By this process the viruses are finally eliminated. An average patient therefore recovers in approximately 10-12 days from a common cold.

With this in mind, let us address the allergy to pollen. Pollen are primarily harmless and do not activate the innate immune system. Some individuals, however, are predisposed, they have a genetic background called atopy: their immune system wrongly starts to mount an antibody response, for instance against birch pollen. The antibodies involved are of the isotype IgE. They typically bind to allergens but are also meant to protect the organism against parasites, eg worms. This phase, called sensitization or induction phase, is not accompanied by inflammation and is, therefore, not causing any symptoms.

Sensitization pathway.

Once IgE antibodies are produced against for example birch pollen allergens, these IgE bind to mast cells, which are abundantly present in the mucosa of the eye, the nose, and the lung. Upon exposure to birch pollen during the next flowering season, the typical allergic symptoms occur: red eyes, sneezing, itching, and runny nose. Some patients might even develop bronchial asthma.

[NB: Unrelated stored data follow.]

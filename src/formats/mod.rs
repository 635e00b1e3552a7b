//! On-disk formats and file I/O for [`Document`]s.
//!
//! Supported extensions, in resolver priority order: `jsonc`, `json`, `yml`,
//! `yaml`, `toml`. YAML and TOML need their cargo features; asking for an
//! unavailable format fails with [`ConfigError::FormatUnavailable`].

mod json;
pub mod scalar;
mod toml;
mod yaml;

use std::fmt;
use std::fs;
use std::io::{ErrorKind, Write};
use std::path::Path;
use std::str::FromStr;

use tempfile::NamedTempFile;

use crate::document::{Document, Value};
use crate::error::{ConfigError, ConfigResult};

/// A supported file format, named by its extension.
#[derive(Debug, Clone, Copy, PartialEq, Eq, Hash)]
pub enum Format {
    Jsonc,
    Json,
    Yml,
    Yaml,
    Toml,
}

/// All formats in resolver priority order.
pub const SUPPORTED: [Format; 5] = [
    Format::Jsonc,
    Format::Json,
    Format::Yml,
    Format::Yaml,
    Format::Toml,
];

impl Format {
    pub fn extension(self) -> &'static str {
        match self {
            Format::Jsonc => "jsonc",
            Format::Json => "json",
            Format::Yml => "yml",
            Format::Yaml => "yaml",
            Format::Toml => "toml",
        }
    }

    /// Human name used in messages.
    pub fn name(self) -> &'static str {
        match self {
            Format::Jsonc => "JSONC",
            Format::Json => "JSON",
            Format::Yml | Format::Yaml => "YAML",
            Format::Toml => "TOML",
        }
    }

    /// Cargo feature that provides this format, if any.
    pub fn feature(self) -> Option<&'static str> {
        match self {
            Format::Yml | Format::Yaml => Some("yaml"),
            Format::Toml => Some("toml"),
            Format::Jsonc | Format::Json => None,
        }
    }

    pub fn is_available(self) -> bool {
        match self {
            Format::Yml | Format::Yaml => cfg!(feature = "yaml"),
            Format::Toml => cfg!(feature = "toml"),
            Format::Jsonc | Format::Json => true,
        }
    }

    /// Fail with a descriptive error when this format is compiled out.
    pub fn ensure_available(self) -> ConfigResult<()> {
        if self.is_available() {
            return Ok(());
        }
        Err(ConfigError::FormatUnavailable {
            format: self.name(),
            feature: self.feature().unwrap_or("default"),
        })
    }

    /// `yml` when YAML is compiled in, otherwise `jsonc`.
    pub fn platform_default() -> Format {
        if Format::Yml.is_available() {
            Format::Yml
        } else {
            Format::Jsonc
        }
    }

    /// Parse an extension, ignoring case, surrounding whitespace and a
    /// leading dot.
    pub fn from_extension(ext: &str) -> Option<Format> {
        let normalized = ext.trim().trim_start_matches('.').to_ascii_lowercase();
        SUPPORTED
            .into_iter()
            .find(|format| format.extension() == normalized)
    }

    pub fn from_path(path: &Path) -> Option<Format> {
        path.extension()
            .and_then(|ext| ext.to_str())
            .and_then(Format::from_extension)
    }

    /// Format for a path, falling back to the platform default for unknown
    /// extensions.
    pub fn for_path(path: &Path) -> Format {
        Format::from_path(path).unwrap_or_else(Format::platform_default)
    }

    /// Whether the writer keeps comments and the header.
    pub fn supports_comments(self) -> bool {
        !matches!(self, Format::Json)
    }

    /// Parse text into a document, including any comments it carries.
    pub fn parse(self, text: &str) -> Result<Document, String> {
        if text.trim().is_empty() {
            return Ok(Document::new());
        }
        let value = match self {
            Format::Json => json::parse_json(text)?,
            Format::Jsonc => json::parse_jsonc(text)?,
            Format::Yml | Format::Yaml => parse_yaml(text)?,
            Format::Toml => parse_toml(text)?,
        };
        let root = match value {
            Value::Map(map) => map,
            Value::Null => Default::default(),
            other => {
                return Err(format!(
                    "top-level value must be a mapping, found {}",
                    other.kind()
                ));
            }
        };

        let mut doc = Document::from_root(root);
        let (header, comments) = match self {
            Format::Json => (Vec::new(), Default::default()),
            Format::Jsonc => json::harvest(text),
            Format::Yml | Format::Yaml => yaml::harvest(text),
            Format::Toml => self::toml::harvest(text),
        };
        doc.set_header(header);
        doc.add_comments(&comments, "");
        Ok(doc)
    }

    /// Render a document as text in this format.
    pub fn render(self, doc: &Document) -> Result<String, String> {
        match self {
            Format::Json => json::emit_json(doc),
            Format::Jsonc => Ok(json::emit_jsonc(doc)),
            Format::Yml | Format::Yaml => Ok(yaml::emit(doc)),
            Format::Toml => Ok(self::toml::emit(doc)),
        }
    }
}

#[cfg(feature = "yaml")]
fn parse_yaml(text: &str) -> Result<Value, String> {
    yaml::parse(text)
}

#[cfg(not(feature = "yaml"))]
fn parse_yaml(_text: &str) -> Result<Value, String> {
    Err("YAML support is not compiled in".to_string())
}

#[cfg(feature = "toml")]
fn parse_toml(text: &str) -> Result<Value, String> {
    self::toml::parse(text)
}

#[cfg(not(feature = "toml"))]
fn parse_toml(_text: &str) -> Result<Value, String> {
    Err("TOML support is not compiled in".to_string())
}

impl fmt::Display for Format {
    fn fmt(&self, f: &mut fmt::Formatter<'_>) -> fmt::Result {
        f.write_str(self.extension())
    }
}

impl FromStr for Format {
    type Err = String;

    fn from_str(s: &str) -> Result<Self, Self::Err> {
        Format::from_extension(s).ok_or_else(|| format!("unsupported config format '{s}'"))
    }
}

/// Read a document in the given format.
///
/// A missing or empty file is an empty document. Malformed text, including
/// bytes that are not UTF-8, is a [`ConfigError::Parse`].
pub fn read_as(path: &Path, format: Format) -> ConfigResult<Document> {
    format.ensure_available()?;
    let bytes = match fs::read(path) {
        Ok(bytes) => bytes,
        Err(e) if e.kind() == ErrorKind::NotFound => return Ok(Document::new()),
        Err(e) => return Err(ConfigError::io(path, e)),
    };
    let text = String::from_utf8(bytes).map_err(|e| ConfigError::parse(path, e))?;
    format
        .parse(&text)
        .map_err(|reason| ConfigError::parse(path, reason))
}

/// Read a document, choosing the format from the file extension.
pub fn read(path: &Path) -> ConfigResult<Document> {
    read_as(path, Format::for_path(path))
}

/// Read a document, treating malformed content as empty.
///
/// The parse failure is logged; I/O failures still propagate.
pub fn read_lenient(path: &Path) -> ConfigResult<Document> {
    match read(path) {
        Err(ConfigError::Parse { path, reason }) => {
            tracing::warn!(
                "[formats] {} is malformed, treating it as empty: {reason}",
                path.display()
            );
            Ok(Document::new())
        }
        other => other,
    }
}

/// Write a document in the given format, creating parent directories.
///
/// The text goes to a temporary sibling first and is renamed over `path`, so
/// readers never see a partially written file.
pub fn write_as(path: &Path, format: Format, doc: &Document) -> ConfigResult<()> {
    format.ensure_available()?;
    let text = format
        .render(doc)
        .map_err(|reason| ConfigError::InvalidValue {
            path: path.display().to_string(),
            reason,
        })?;
    let parent = match path.parent().filter(|p| !p.as_os_str().is_empty()) {
        Some(parent) => {
            fs::create_dir_all(parent).map_err(|e| ConfigError::io(parent, e))?;
            parent
        }
        None => Path::new("."),
    };

    let mut temp = NamedTempFile::new_in(parent).map_err(|e| ConfigError::io(parent, e))?;
    temp.write_all(text.as_bytes())
        .and_then(|()| temp.as_file().sync_all())
        .map_err(|e| ConfigError::io(temp.path(), e))?;
    temp.persist(path)
        .map_err(|e| ConfigError::io(path, e.error))?;
    Ok(())
}

/// Write a document, choosing the format from the file extension.
pub fn write(path: &Path, doc: &Document) -> ConfigResult<()> {
    write_as(path, Format::for_path(path), doc)
}
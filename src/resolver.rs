//! Format resolution for path templates.
//!
//! A template such as `plugins/{name}/settings.{ext}` names one logical
//! config file that may exist on disk in any supported format. The resolver
//! decides which file is canonical today and whether a file in another format
//! must be migrated into it. Resolution reads only the filesystem and the
//! given [`FormatPreferences`], so repeated calls over the same state agree.

use std::fs;
use std::io::ErrorKind;
use std::path::{Component, Path, PathBuf};
use std::time::SystemTime;

use indexmap::IndexMap;

use crate::error::{ConfigError, ConfigResult};
use crate::formats::{Format, SUPPORTED};
use crate::settings::{EngineSettings, FORMAT_ENV};

/// Extension placeholder token.
pub const EXT_TOKEN: &str = "{ext}";

/// Placeholder name whose value is the caller's default extension.
pub const EXT_PLACEHOLDER: &str = "ext";

/// Root-level override file naming the preferred extension for every config.
pub const GLOBAL_FORMAT_FILE: &str = "confkit.format";

/// Suffix of the per-config override file (`<base>.format`).
pub const FORMAT_FILE_SUFFIX: &str = "format";

/// Process-level inputs to format resolution.
#[derive(Debug, Clone, PartialEq)]
pub struct FormatPreferences {
    /// Default extension requested by the caller for one registration.
    pub explicit_default: Option<Format>,
    /// Default when nothing else decides.
    pub platform_default: Format,
    /// Process-wide configured preference.
    pub property: Option<Format>,
    /// Preference from the environment.
    pub env: Option<Format>,
}

impl Default for FormatPreferences {
    fn default() -> Self {
        Self {
            explicit_default: None,
            platform_default: Format::platform_default(),
            property: None,
            env: None,
        }
    }
}

impl FormatPreferences {
    /// Build preferences from engine settings and the current environment.
    pub fn from_settings(settings: &EngineSettings) -> Self {
        let platform_default = preference_from(&settings.default_extension, "default_extension")
            .unwrap_or_else(Format::platform_default);
        let property = settings
            .format
            .as_deref()
            .and_then(|ext| preference_from(ext, "format setting"));
        let env = std::env::var(FORMAT_ENV)
            .ok()
            .and_then(|ext| preference_from(&ext, FORMAT_ENV));
        Self {
            explicit_default: None,
            platform_default,
            property,
            env,
        }
    }

    /// Copy with a caller-supplied default extension.
    pub fn with_explicit_default(&self, ext: Option<&str>) -> Self {
        let mut prefs = self.clone();
        prefs.explicit_default = ext.and_then(|ext| preference_from(ext, "default extension"));
        prefs
    }
}
//! Single reload worker.
//!
//! Reload jobs run on one dedicated thread, never on the observer, so a slow
//! reload cannot back up the event queue. Jobs run in submission order.

use std::panic::{self, AssertUnwindSafe};
use std::sync::atomic::{AtomicBool, Ordering};
use std::thread::{self, JoinHandle, ThreadId};
use std::time::Duration;

use crossbeam_channel::{Receiver, RecvTimeoutError, Sender};
use parking_lot::Mutex;

use super::error::WatchError;

pub type Job = Box<dyn FnOnce() + Send + 'static>;

enum Task {
    Run(Job),
    Stop,
}

pub struct ReloadScheduler {
    tasks: Sender<Task>,
    finished: Receiver<()>,
    worker: Mutex<Option<JoinHandle<()>>>,
    worker_id: ThreadId,
    delay: Duration,
    stopped: AtomicBool,
}

impl ReloadScheduler {
    /// Spawn the worker. `delay` is the settle time jobs wait before reading.
    pub fn start(delay: Duration) -> Result<Self, WatchError> {
        let (tasks, rx) = crossbeam_channel::unbounded();
        let (done_tx, finished) = crossbeam_channel::bounded(1);

        let worker = thread::Builder::new()
            .name("confkit-reload".to_string())
            .spawn(move || {
                work(rx);
                let _ = done_tx.send(());
            })
            .map_err(|e| WatchError::SpawnFailed {
                thread: "reload worker",
                reason: e.to_string(),
            })?;

        Ok(Self {
            tasks,
            finished,
            worker_id: worker.thread().id(),
            worker: Mutex::new(Some(worker)),
            delay,
            stopped: AtomicBool::new(false),
        })
    }

    pub fn delay(&self) -> Duration {
        self.delay
    }

    pub fn is_stopped(&self) -> bool {
        self.stopped.load(Ordering::SeqCst)
    }

    pub fn is_worker_thread(&self) -> bool {
        thread::current().id() == self.worker_id
    }

    pub fn submit(&self, job: impl FnOnce() + Send + 'static) -> Result<(), WatchError> {
        if self.is_stopped() {
            return Err(WatchError::ChannelClosed);
        }
        self.tasks
            .send(Task::Run(Box::new(job)))
            .map_err(|_| WatchError::ChannelClosed)
    }

    /// Ask the worker to stop after queued jobs and wait up to `grace`.
    ///
    /// Returns `false` when the worker was still busy when the grace period
    /// ran out; it is then left to finish on its own.
    pub fn shutdown(&self, grace: Duration) -> bool {
        if self.stopped.swap(true, Ordering::SeqCst) {
            return true;
        }
        let _ = self.tasks.send(Task::Stop);

        if self.is_worker_thread() {
            return false;
        }
        let Some(handle) = self.worker.lock().take() else {
            return true;
        };
        match self.finished.recv_timeout(grace) {
            Ok(()) | Err(RecvTimeoutError::Disconnected) => {
                if handle.join().is_err() {
                    tracing::error!("[scheduler] reload worker panicked");
                }
                true
            }
            Err(RecvTimeoutError::Timeout) => {
                tracing::warn!(
                    "[scheduler] reload still running after {}ms, detaching",
                    grace.as_millis()
                );
                false
            }
        }
    }
}

impl Drop for ReloadScheduler {
    fn drop(&mut self) {
        self.shutdown(Duration::ZERO);
    }
}

fn work(rx: Receiver<Task>) {
    for task in rx.iter() {
        match task {
            Task::Stop => break,
            Task::Run(job) => {
                if panic::catch_unwind(AssertUnwindSafe(job)).is_err() {
                    tracing::error!("[scheduler] reload job panicked");
                }
            }
        }
    }
}

#[cfg(test)]
mod tests {
    use super::*;
    use std::sync::Arc;
    use std::sync::atomic::AtomicUsize;

    #[test]
    fn test_jobs_run_in_order_off_thread() {
        let scheduler = ReloadScheduler::start(Duration::ZERO).unwrap();
        let (tx, rx) = crossbeam_channel::unbounded();
        let caller = thread::current().id();

        for i in 0..3 {
            let tx = tx.clone();
            scheduler
                .submit(move || {
                    assert_ne!(thread::current().id(), caller);
                    tx.send(i).unwrap();
                })
                .unwrap();
        }

        let got: Vec<i32> = (0..3)
            .map(|_| rx.recv_timeout(Duration::from_secs(2)).unwrap())
            .collect();
        assert_eq!(got, vec![0, 1, 2]);
        assert!(scheduler.shutdown(Duration::from_secs(2)));
    }

    #[test]
    fn test_shutdown_finishes_queued_work() {
        let scheduler = ReloadScheduler::start(Duration::ZERO).unwrap();
        let count = Arc::new(AtomicUsize::new(0));
        for _ in 0..5 {
            let count = count.clone();
            scheduler
                .submit(move || {
                    count.fetch_add(1, Ordering::SeqCst);
                })
                .unwrap();
        }
        assert!(scheduler.shutdown(Duration::from_secs(2)));
        assert_eq!(count.load(Ordering::SeqCst), 5);
        assert!(scheduler.submit(|| {}).is_err());
    }

    #[test]
    fn test_grace_period_is_bounded() {
        let scheduler = ReloadScheduler::start(Duration::ZERO).unwrap();
        let (release_tx, release_rx) = crossbeam_channel::bounded::<()>(1);
        scheduler
            .submit(move || {
                let _ = release_rx.recv_timeout(Duration::from_secs(5));
            })
            .unwrap();

        assert!(!scheduler.shutdown(Duration::from_millis(50)));
        release_tx.send(()).unwrap();
    }

    #[test]
    fn test_panicking_job_keeps_worker_alive() {
        let scheduler = ReloadScheduler::start(Duration::ZERO).unwrap();
        let (tx, rx) = crossbeam_channel::unbounded();
        scheduler.submit(|| panic!("boom")).unwrap();
        scheduler.submit(move || tx.send(()).unwrap()).unwrap();
        assert!(rx.recv_timeout(Duration::from_secs(2)).is_ok());
    }
}
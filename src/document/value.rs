//! Format-agnostic value tree.
//!
//! Every reader deserializes into [`Value`] and every writer walks it, so the
//! four on-disk formats share one ordered in-memory representation.

use std::fmt;

use indexmap::IndexMap;
use serde::de::{self, Deserialize, Deserializer, MapAccess, SeqAccess, Visitor};
use serde::ser::{Serialize, SerializeMap, SerializeSeq, Serializer};

/// Ordered mapping used for every nested section.
pub type Mapping = IndexMap<String, Value>;

/// Key the `toml` crate uses to smuggle datetimes through serde.
const TOML_DATETIME_KEY: &str = "$__toml_private_datetime";

/// A scalar, sequence or mapping node.
#[derive(Debug, Clone, PartialEq, Default)]
pub enum Value {
    #[default]
    Null,
    Bool(bool),
    Int(i64),
    Float(f64),
    String(String),
    List(Vec<Value>),
    Map(Mapping),
}

impl Value {
    /// Short name of the node kind, used in diagnostics.
    pub fn kind(&self) -> &'static str {
        match self {
            Value::Null => "null",
            Value::Bool(_) => "bool",
            Value::Int(_) => "int",
            Value::Float(_) => "float",
            Value::String(_) => "string",
            Value::List(_) => "list",
            Value::Map(_) => "map",
        }
    }

    pub fn is_null(&self) -> bool {
        matches!(self, Value::Null)
    }

    pub fn is_scalar(&self) -> bool {
        !matches!(self, Value::List(_) | Value::Map(_))
    }

    pub fn as_bool(&self) -> Option<bool> {
        match self {
            Value::Bool(b) => Some(*b),
            _ => None,
        }
    }

    pub fn as_i64(&self) -> Option<i64> {
        match self {
            Value::Int(i) => Some(*i),
            Value::Float(f) if f.fract() == 0.0 && f.is_finite() => Some(*f as i64),
            _ => None,
        }
    }

    pub fn as_f64(&self) -> Option<f64> {
        match self {
            Value::Int(i) => Some(*i as f64),
            Value::Float(f) => Some(*f),
            _ => None,
        }
    }

    pub fn as_str(&self) -> Option<&str> {
        match self {
            Value::String(s) => Some(s),
            _ => None,
        }
    }

    pub fn as_list(&self) -> Option<&Vec<Value>> {
        match self {
            Value::List(items) => Some(items),
            _ => None,
        }
    }

    pub fn as_map(&self) -> Option<&Mapping> {
        match self {
            Value::Map(map) => Some(map),
            _ => None,
        }
    }

    pub fn as_map_mut(&mut self) -> Option<&mut Mapping> {
        match self {
            Value::Map(map) => Some(map),
            _ => None,
        }
    }

    /// Render a scalar the way it would appear as a map key or plain text.
    ///
    /// Returns `None` for lists and maps.
    pub fn scalar_text(&self) -> Option<String> {
        match self {
            Value::Null => Some("null".to_string()),
            Value::Bool(b) => Some(b.to_string()),
            Value::Int(i) => Some(i.to_string()),
            Value::Float(f) => Some(f.to_string()),
            Value::String(s) => Some(s.clone()),
            Value::List(_) | Value::Map(_) => None,
        }
    }
}

impl From<bool> for Value {
    fn from(value: bool) -> Self {
        Value::Bool(value)
    }
}

impl From<i64> for Value {
    fn from(value: i64) -> Self {
        Value::Int(value)
    }
}

impl From<i32> for Value {
    fn from(value: i32) -> Self {
        Value::Int(value as i64)
    }
}

impl From<f64> for Value {
    fn from(value: f64) -> Self {
        Value::Float(value)
    }
}

impl From<&str> for Value {
    fn from(value: &str) -> Self {
        Value::String(value.to_string())
    }
}

impl From<String> for Value {
    fn from(value: String) -> Self {
        Value::String(value)
    }
}

impl From<Vec<Value>> for Value {
    fn from(value: Vec<Value>) -> Self {
        Value::List(value)
    }
}

impl From<Mapping> for Value {
    fn from(value: Mapping) -> Self {
        Value::Map(value)
    }
}

impl Serialize for Value {
    fn serialize<S: Serializer>(&self, serializer: S) -> Result<S::Ok, S::Error> {
        match self {
            Value::Null => serializer.serialize_unit(),
            Value::Bool(b) => serializer.serialize_bool(*b),
            Value::Int(i) => serializer.serialize_i64(*i),
            Value::Float(f) => serializer.serialize_f64(*f),
            Value::String(s) => serializer.serialize_str(s),
            Value::List(items) => {
                let mut seq = serializer.serialize_seq(Some(items.len()))?;
                for item in items {
                    seq.serialize_element(item)?;
                }
                seq.end()
            }
            Value::Map(map) => {
                let mut out = serializer.serialize_map(Some(map.len()))?;
                for (key, value) in map {
                    out.serialize_entry(key, value)?;
                }
                out.end()
            }
        }
    }
}

impl<'de> Deserialize<'de> for Value {
    fn deserialize<D: Deserializer<'de>>(deserializer: D) -> Result<Self, D::Error> {
        deserializer.deserialize_any(ValueVisitor)
    }
}

struct ValueVisitor;

impl<'de> Visitor<'de> for ValueVisitor {
    type Value = Value;

    fn expecting(&self, f: &mut fmt::Formatter) -> fmt::Result {
        f.write_str("any configuration value")
    }

    fn visit_bool<E: de::Error>(self, v: bool) -> Result<Value, E> {
        Ok(Value::Bool(v))
    }

    fn visit_i64<E: de::Error>(self, v: i64) -> Result<Value, E> {
        Ok(Value::Int(v))
    }

    fn visit_u64<E: de::Error>(self, v: u64) -> Result<Value, E> {
        Ok(i64::try_from(v)
            .map(Value::Int)
            .unwrap_or(Value::Float(v as f64)))
    }

    fn visit_f64<E: de::Error>(self, v: f64) -> Result<Value, E> {
        Ok(Value::Float(v))
    }

    fn visit_str<E: de::Error>(self, v: &str) -> Result<Value, E> {
        Ok(Value::String(v.to_string()))
    }

    fn visit_string<E: de::Error>(self, v: String) -> Result<Value, E> {
        Ok(Value::String(v))
    }

    fn visit_unit<E: de::Error>(self) -> Result<Value, E> {
        Ok(Value::Null)
    }

    fn visit_none<E: de::Error>(self) -> Result<Value, E> {
        Ok(Value::Null)
    }

    fn visit_some<D: Deserializer<'de>>(self, deserializer: D) -> Result<Value, D::Error> {
        Deserialize::deserialize(deserializer)
    }

    fn visit_seq<A: SeqAccess<'de>>(self, mut seq: A) -> Result<Value, A::Error> {
        let mut items = Vec::with_capacity(seq.size_hint().unwrap_or(0));
        while let Some(item) = seq.next_element::<Value>()? {
            items.push(item);
        }
        Ok(Value::List(items))
    }

    fn visit_map<A: MapAccess<'de>>(self, mut access: A) -> Result<Value, A::Error> {
        let mut map = Mapping::with_capacity(access.size_hint().unwrap_or(0));
        while let Some(key) = access.next_key::<Value>()? {
            let key = key
                .scalar_text()
                .ok_or_else(|| de::Error::custom("mapping keys must be scalars"))?;
            let value = access.next_value::<Value>()?;
            map.insert(key, value);
        }

        // TOML datetimes arrive as a single-entry map; keep them as text.
        if map.len() == 1 {
            if let Some(Value::String(stamp)) = map.get(TOML_DATETIME_KEY) {
                return Ok(Value::String(stamp.clone()));
            }
        }
        Ok(Value::Map(map))
    }
}

#[cfg(test)]
mod tests {
    use super::*;

    #[test]
    fn test_json_preserves_key_order() {
        let value: Value = serde_json::from_str(r#"{"zeta": 1, "alpha": 2, "mid": 3}"#).unwrap();
        let keys: Vec<_> = value.as_map().unwrap().keys().cloned().collect();
        assert_eq!(keys, vec!["zeta", "alpha", "mid"]);
    }

    #[test]
    fn test_large_unsigned_becomes_float() {
        let value: Value = serde_json::from_str("18446744073709551615").unwrap();
        assert!(matches!(value, Value::Float(_)));
    }

    #[test]
    fn test_integral_float_reads_as_int() {
        assert_eq!(Value::Float(3.0).as_i64(), Some(3));
        assert_eq!(Value::Float(3.5).as_i64(), None);
    }

    #[test]
    fn test_serialize_nested() {
        let mut inner = Mapping::new();
        inner.insert("b".into(), Value::List(vec![Value::Int(1), Value::Null]));
        let mut root = Mapping::new();
        root.insert("a".into(), Value::Map(inner));

        let json = serde_json::to_string(&Value::Map(root)).unwrap();
        assert_eq!(json, r#"{"a":{"b":[1,null]}}"#);
    }
}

Other common respiratory allergens causing allergic rhinitis include grass and weed pollen, house dust mites, moulds, as well as danders and secretions of animals.

Comparison between allergies and common colds.

If we now compare the common cold to pollen allergy, we find similarities and discrepancies. In both conditions, the immune system is crucial. The symptoms affecting the involved organs are quite similar. However, if we turn to the effect that the immune defence has, there is an important difference.

In the common cold the fight against a virus leads to the symptoms from the immune response and is followed by healing. Unfortunately, there are many slightly different viruses. Therefore, upon infection with another or a mutated virus, the whole process starts from scratch. This is one reason why young children often have multiple colds during the winter season.

In a pollen-allergy called pollinosis, however, the immune defence reaction is unnecessary, leading to the typical allergic symptoms without mending the nuisance. A sensitized patient will start to suffer as soon as the pollinating season of the particular plant starts: typically trees in spring, grass in early summer, weeds in fall, and moulds in winter. Cross-reactivity among related pollens – for instance in birch pollen allergy from other trees, such as hazelnut or alder, and sometimes foods, such as apples – will aggravate or prolong the patient’s period of symptoms. Unlike a common belief concerning allergies, the immune system is not too weak but overreacts to an innocuous external agent, called allergen.